A major border crossing, Blackpool, is located where St-Bernard-de-Lacolle abuts the village of Champlain, New York, at the junction of Quebec Autoroute 15 and U.S. US Interstate 87.

==Demographics==
===Language===
Where English is spoken fluently in the region, the municipality recognizes French as an official language for formal and informal use.
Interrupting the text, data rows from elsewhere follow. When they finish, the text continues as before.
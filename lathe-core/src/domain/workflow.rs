//! Workflow domain types
//!
//! Lifecycle state of a pipeline execution and the results it accumulates.

use serde::ser::SerializeMap;
use serde::{Deserialize, Serialize, Serializer};
use std::fmt;

/// Lifecycle marker of a single pipeline execution
///
/// Transitions are monotonic: `Pending → Started → Running → Done`.
/// `Undefined` is reported for executions the caller does not know about.
/// Serialized as its numeric code.
#[derive(Debug, Clone, Copy, PartialEq, Eq, PartialOrd, Ord, Hash, Serialize, Deserialize)]
#[serde(into = "i64", try_from = "i64")]
#[repr(i64)]
pub enum WorkflowState {
    Undefined = -1,
    Pending = 0,
    Started = 1,
    Running = 2,
    Done = 3,
}

impl WorkflowState {
    /// Numeric code exposed to external pollers
    pub fn code(self) -> i64 {
        self as i64
    }

    pub fn from_code(code: i64) -> Option<Self> {
        match code {
            -1 => Some(WorkflowState::Undefined),
            0 => Some(WorkflowState::Pending),
            1 => Some(WorkflowState::Started),
            2 => Some(WorkflowState::Running),
            3 => Some(WorkflowState::Done),
            _ => None,
        }
    }

    pub fn is_done(self) -> bool {
        self == WorkflowState::Done
    }
}

impl From<WorkflowState> for i64 {
    fn from(state: WorkflowState) -> Self {
        state.code()
    }
}

impl TryFrom<i64> for WorkflowState {
    type Error = String;

    fn try_from(code: i64) -> Result<Self, Self::Error> {
        WorkflowState::from_code(code)
            .ok_or_else(|| format!("unknown workflow state code {}", code))
    }
}

impl fmt::Display for WorkflowState {
    fn fmt(&self, f: &mut fmt::Formatter<'_>) -> fmt::Result {
        let name = match self {
            WorkflowState::Undefined => "undefined",
            WorkflowState::Pending => "pending",
            WorkflowState::Started => "started",
            WorkflowState::Running => "running",
            WorkflowState::Done => "done",
        };
        f.write_str(name)
    }
}

/// Result recorded for one stage
#[derive(Debug, Clone, PartialEq, Eq, Serialize)]
#[serde(untagged)]
pub enum StageOutput {
    /// Per-step output strings, in step order
    Steps(Vec<String>),
    /// Results of parallel branches keyed by branch name
    Branches(StageResults),
    /// A stage with both parallel branches and its own steps
    Combined {
        branches: StageResults,
        steps: Vec<String>,
    },
}

impl StageOutput {
    /// Builds the output of a stage from what it produced
    pub fn from_parts(branches: Option<StageResults>, steps: Option<Vec<String>>) -> Self {
        match (branches, steps) {
            (Some(branches), Some(steps)) => StageOutput::Combined { branches, steps },
            (Some(branches), None) => StageOutput::Branches(branches),
            (None, steps) => StageOutput::Steps(steps.unwrap_or_default()),
        }
    }

    /// Step outputs of this stage, if it ran any steps of its own
    pub fn steps(&self) -> Option<&[String]> {
        match self {
            StageOutput::Steps(steps) | StageOutput::Combined { steps, .. } => {
                Some(steps.as_slice())
            }
            StageOutput::Branches(_) => None,
        }
    }

    /// Branch results of this stage, if it had parallel branches
    pub fn branches(&self) -> Option<&StageResults> {
        match self {
            StageOutput::Branches(branches) | StageOutput::Combined { branches, .. } => {
                Some(branches)
            }
            StageOutput::Steps(_) => None,
        }
    }
}

/// Stage name to output, in the order stages were recorded
///
/// Recording a name twice replaces the earlier output at its original position.
#[derive(Debug, Clone, Default, PartialEq, Eq)]
pub struct StageResults(Vec<(String, StageOutput)>);

impl StageResults {
    pub fn new() -> Self {
        Self(Vec::new())
    }

    pub fn insert(&mut self, name: impl Into<String>, output: StageOutput) {
        let name = name.into();
        match self.0.iter_mut().find(|(n, _)| *n == name) {
            Some(entry) => entry.1 = output,
            None => self.0.push((name, output)),
        }
    }

    pub fn get(&self, name: &str) -> Option<&StageOutput> {
        self.0.iter().find(|(n, _)| n == name).map(|(_, o)| o)
    }

    pub fn iter(&self) -> impl Iterator<Item = (&str, &StageOutput)> {
        self.0.iter().map(|(n, o)| (n.as_str(), o))
    }

    pub fn len(&self) -> usize {
        self.0.len()
    }

    pub fn is_empty(&self) -> bool {
        self.0.is_empty()
    }
}

impl Serialize for StageResults {
    fn serialize<S: Serializer>(&self, serializer: S) -> Result<S::Ok, S::Error> {
        let mut map = serializer.serialize_map(Some(self.0.len()))?;
        for (name, output) in &self.0 {
            map.serialize_entry(name, output)?;
        }
        map.end()
    }
}

/// The stage that halted a pipeline and why
#[derive(Debug, Clone, PartialEq, Eq, Serialize)]
pub struct StageFailure {
    pub stage: String,
    pub error: String,
}

/// Everything a finished execution produced
///
/// A stage failure does not fail the execution: the remaining stages are
/// skipped, the failure is recorded here and the partial results are kept.
#[derive(Debug, Clone, PartialEq, Eq, Serialize)]
pub struct ExecutionReport {
    pub workflow_id: String,
    pub stages: StageResults,
    #[serde(skip_serializing_if = "Option::is_none")]
    pub failure: Option<StageFailure>,
}

impl ExecutionReport {
    pub fn succeeded(&self) -> bool {
        self.failure.is_none()
    }
}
Canada Census Mother Tongue - Saint-Bernard-de-Lacolle, Quebec
Census: Total; French; English; French & English; Other
Year: Responses; Count; Trend; Pop %; Count; Trend; Pop %; Count; Trend; Pop %; Count; Trend; Pop %
2011: 1,475; 1,220; −5.8%; 82.71%; 185; +76.2%; 12.54%; 15; +50.0%; 1.02%; 55; −31.3%; 3.73%
2006: 1,490; 1,295; +8.8%; 86.91%; 105; −56.3%; 7.05%; 10; n/a%; 0.67%; 80; +300.0%; 5.37%
2001: 1,450; 1,190; +2.6%; 82.07%; 240; −12.7%; 16.55%; 0; 0.0%; 0.00%; 20; −20.0%; 1.38%
1996: 1,460; 1,160; n/a; 79.45%; 275; n/a; 18.84%; 0; n/a; 0.00%; 25; n/a; 1.71%

==Education==

The South Shore Protestant Regional School Board previously served a portion of the municipality.